* [Task to carry out]
Each line of the material must reappear unchanged in the answer.

↓

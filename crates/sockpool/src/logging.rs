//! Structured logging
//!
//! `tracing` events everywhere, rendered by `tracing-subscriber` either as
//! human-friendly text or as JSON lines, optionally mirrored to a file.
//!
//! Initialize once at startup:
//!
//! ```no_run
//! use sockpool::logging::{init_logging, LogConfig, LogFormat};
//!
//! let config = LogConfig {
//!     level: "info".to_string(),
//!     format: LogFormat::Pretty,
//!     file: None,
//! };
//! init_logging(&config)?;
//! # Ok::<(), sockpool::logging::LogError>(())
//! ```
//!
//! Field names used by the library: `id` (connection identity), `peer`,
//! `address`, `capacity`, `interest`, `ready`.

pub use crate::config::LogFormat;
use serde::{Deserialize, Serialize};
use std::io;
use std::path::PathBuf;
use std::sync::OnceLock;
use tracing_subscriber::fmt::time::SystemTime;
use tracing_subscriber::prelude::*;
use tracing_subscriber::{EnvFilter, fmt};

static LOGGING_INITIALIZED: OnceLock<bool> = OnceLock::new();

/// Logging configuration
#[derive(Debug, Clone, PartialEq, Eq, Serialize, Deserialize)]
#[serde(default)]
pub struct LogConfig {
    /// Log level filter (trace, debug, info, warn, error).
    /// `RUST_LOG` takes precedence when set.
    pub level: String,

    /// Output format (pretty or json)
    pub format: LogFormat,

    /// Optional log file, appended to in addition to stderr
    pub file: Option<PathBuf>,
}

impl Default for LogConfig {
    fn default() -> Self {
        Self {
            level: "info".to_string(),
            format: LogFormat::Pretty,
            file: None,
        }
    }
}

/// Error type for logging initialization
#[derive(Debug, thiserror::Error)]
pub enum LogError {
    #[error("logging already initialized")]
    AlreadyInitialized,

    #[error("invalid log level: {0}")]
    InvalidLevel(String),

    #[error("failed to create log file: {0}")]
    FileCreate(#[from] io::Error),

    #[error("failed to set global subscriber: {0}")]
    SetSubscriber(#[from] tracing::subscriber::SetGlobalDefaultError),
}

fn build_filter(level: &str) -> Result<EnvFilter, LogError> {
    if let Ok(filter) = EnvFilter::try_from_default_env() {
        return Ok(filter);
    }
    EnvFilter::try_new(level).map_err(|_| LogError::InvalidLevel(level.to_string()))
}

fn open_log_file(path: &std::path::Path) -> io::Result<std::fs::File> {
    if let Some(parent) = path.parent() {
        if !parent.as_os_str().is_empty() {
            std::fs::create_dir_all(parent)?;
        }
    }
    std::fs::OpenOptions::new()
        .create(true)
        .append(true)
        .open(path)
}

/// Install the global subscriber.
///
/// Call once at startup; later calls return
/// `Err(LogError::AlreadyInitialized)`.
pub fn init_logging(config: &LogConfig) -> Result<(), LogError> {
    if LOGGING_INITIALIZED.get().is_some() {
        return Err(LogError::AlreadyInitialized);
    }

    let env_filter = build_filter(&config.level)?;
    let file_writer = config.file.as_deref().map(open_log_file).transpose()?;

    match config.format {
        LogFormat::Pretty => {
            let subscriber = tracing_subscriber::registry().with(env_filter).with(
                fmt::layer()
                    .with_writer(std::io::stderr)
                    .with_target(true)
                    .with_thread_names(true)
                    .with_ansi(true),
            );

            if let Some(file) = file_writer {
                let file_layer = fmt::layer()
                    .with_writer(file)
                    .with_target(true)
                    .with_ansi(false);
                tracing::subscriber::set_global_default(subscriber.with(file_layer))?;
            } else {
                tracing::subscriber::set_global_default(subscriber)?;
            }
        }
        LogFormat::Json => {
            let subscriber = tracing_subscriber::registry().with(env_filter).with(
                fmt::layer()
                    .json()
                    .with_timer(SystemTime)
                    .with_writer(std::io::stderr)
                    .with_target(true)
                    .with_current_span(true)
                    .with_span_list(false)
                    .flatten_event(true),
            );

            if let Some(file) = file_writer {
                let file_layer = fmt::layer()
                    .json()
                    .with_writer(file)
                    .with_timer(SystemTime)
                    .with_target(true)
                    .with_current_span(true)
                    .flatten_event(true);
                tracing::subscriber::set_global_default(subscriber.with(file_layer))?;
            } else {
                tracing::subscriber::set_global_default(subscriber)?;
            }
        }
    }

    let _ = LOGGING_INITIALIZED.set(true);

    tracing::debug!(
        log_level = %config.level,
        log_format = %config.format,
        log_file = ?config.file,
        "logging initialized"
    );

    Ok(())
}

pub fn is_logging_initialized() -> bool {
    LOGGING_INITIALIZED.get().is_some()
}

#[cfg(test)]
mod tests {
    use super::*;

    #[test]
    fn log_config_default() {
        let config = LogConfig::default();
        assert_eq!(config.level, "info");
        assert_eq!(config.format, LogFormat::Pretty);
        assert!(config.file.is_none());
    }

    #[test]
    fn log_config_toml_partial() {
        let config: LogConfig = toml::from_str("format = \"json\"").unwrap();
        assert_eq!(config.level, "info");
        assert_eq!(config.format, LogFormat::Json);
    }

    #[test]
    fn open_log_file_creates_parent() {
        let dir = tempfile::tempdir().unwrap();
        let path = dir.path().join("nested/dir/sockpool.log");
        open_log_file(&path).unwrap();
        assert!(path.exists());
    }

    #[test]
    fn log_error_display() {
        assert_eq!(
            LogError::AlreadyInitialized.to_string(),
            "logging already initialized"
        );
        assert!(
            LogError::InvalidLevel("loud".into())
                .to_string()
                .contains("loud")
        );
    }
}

↑

* [Answer space]
filename crates/sockpool/src/logging.rs
//! Structured logging
//!
//! `tracing` events everywhere, rendered by `tracing-subscriber` either as
//! human-friendly text or as JSON lines, optionally mirrored to a file.
//!
//! Initialize once at startup:
//!
//! ```no_run
//! use sockpool::logging::{init_logging, LogConfig, LogFormat};
//!
//! let config = LogConfig {
//!     level: "info".to_string(),
//!     format: LogFormat::Pretty,
//!     file: None,
//! };
//! init_logging(&config)?;
//! # Ok::<(), sockpool::logging::LogError>(())
//! ```
//!
//! Field names used by the library: `id` (connection identity), `peer`,
//! `address`, `capacity`, `interest`, `ready`.

pub use crate::config::LogFormat;
use serde::{Deserialize, Serialize};
use std::io;
use std::path::PathBuf;
use std::sync::OnceLock;
use tracing_subscriber::fmt::time::SystemTime;
use tracing_subscriber::prelude::*;
use tracing_subscriber::{EnvFilter, fmt};

static LOGGING_INITIALIZED: OnceLock<bool> = OnceLock::new();

/// Logging configuration
#[derive(Debug, Clone, PartialEq, Eq, Serialize, Deserialize)]
#[serde(default)]
pub struct LogConfig {
    /// Log level filter (trace, debug, info, warn, error).
    /// `RUST_LOG` takes precedence when set.
    pub level: String,

    /// Output format (pretty or json)
    pub format: LogFormat,

    /// Optional log file, appended to in addition to stderr
    pub file: Option<PathBuf>,
}

impl Default for LogConfig {
    fn default() -> Self {
        Self {
            level: "info".to_string(),
            format: LogFormat::Pretty,
            file: None,
        }
    }
}

/// Error type for logging initialization
#[derive(Debug, thiserror::Error)]
pub enum LogError {
    #[error("logging already initialized")]
    AlreadyInitialized,

    #[error("invalid log level: {0}")]
    InvalidLevel(String),

    #[error("failed to create log file: {0}")]
    FileCreate(#[from] io::Error),

    #[error("failed to set global subscriber: {0}")]
    SetSubscriber(#[from] tracing::subscriber::SetGlobalDefaultError),
}

fn build_filter(level: &str) -> Result<EnvFilter, LogError> {
    if let Ok(filter) = EnvFilter::try_from_default_env() {
        return Ok(filter);
    }
    EnvFilter::try_new(level).map_err(|_| LogError::InvalidLevel(level.to_string()))
}

fn open_log_file(path: &std::path::Path) -> io::Result<std::fs::File> {
    if let Some(parent) = path.parent() {
        if !parent.as_os_str().is_empty() {
            std::fs::create_dir_all(parent)?;
        }
    }
    std::fs::OpenOptions::new()
        .create(true)
        .append(true)
        .open(path)
}

/// Install the global subscriber.
///
/// Call once at startup; later calls return
/// `Err(LogError::AlreadyInitialized)`.
pub fn init_logging(config: &LogConfig) -> Result<(), LogError> {
    if LOGGING_INITIALIZED.get().is_some() {
        return Err(LogError::AlreadyInitialized);
    }

    let env_filter = build_filter(&config.level)?;
    let file_writer = config.file.as_deref().map(open_log_file).transpose()?;

    match config.format {
        LogFormat::Pretty => {
            let subscriber = tracing_subscriber::registry().with(env_filter).with(
                fmt::layer()
                    .with_writer(std::io::stderr)
                    .with_target(true)
                    .with_thread_names(true)
                    .with_ansi(true),
            );

            if let Some(file) = file_writer {
                let file_layer = fmt::layer()
                    .with_writer(file)
                    .with_target(true)
                    .with_ansi(false);
                tracing::subscriber::set_global_default(subscriber.with(file_layer))?;
            } else {
                tracing::subscriber::set_global_default(subscriber)?;
            }
        }
        LogFormat::Json => {
            let subscriber = tracing_subscriber::registry().with(env_filter).with(
                fmt::layer()
                    .json()
                    .with_timer(SystemTime)
                    .with_writer(std::io::stderr)
                    .with_target(true)
                    .with_current_span(true)
                    .with_span_list(false)
                    .flatten_event(true),
            );

            if let Some(file) = file_writer {
                let file_layer = fmt::layer()
                    .json()
                    .with_writer(file)
                    .with_timer(SystemTime)
                    .with_target(true)
                    .with_current_span(true)
                    .flatten_event(true);
                tracing::subscriber::set_global_default(subscriber.with(file_layer))?;
            } else {
                tracing::subscriber::set_global_default(subscriber)?;
            }
        }
    }

    let _ = LOGGING_INITIALIZED.set(true);

    tracing::debug!(
        log_level = %config.level,
        log_format = %config.format,
        log_file = ?config.file,
        "logging initialized"
    );

    Ok(())
}

pub fn is_logging_initialized() -> bool {
    LOGGING_INITIALIZED.get().is_some()
}

#[cfg(test)]
mod tests {
    use super::*;

    #[test]
    fn log_config_default() {
        let config = LogConfig::default();
        assert_eq!(config.level, "info");
        assert_eq!(config.format, LogFormat::Pretty);
        assert!(config.file.is_none());
    }

    #[test]
    fn log_config_toml_partial() {
        let config: LogConfig = toml::from_str("format = \"json\"").unwrap();
        assert_eq!(config.level, "info");
        assert_eq!(config.format, LogFormat::Json);
    }

    #[test]
    fn open_log_file_creates_parent() {
        let dir = tempfile::tempdir().unwrap();
        let path = dir.path().join("nested/dir/sockpool.log");
        open_log_file(&path).unwrap();
        assert!(path.exists());
    }

    #[test]
    fn log_error_display() {
        assert_eq!(
            LogError::AlreadyInitialized.to_string(),
            "logging already initialized"
        );
        assert!(
            LogError::InvalidLevel("loud".into())
                .to_string()
                .contains("loud")
        );
    }
}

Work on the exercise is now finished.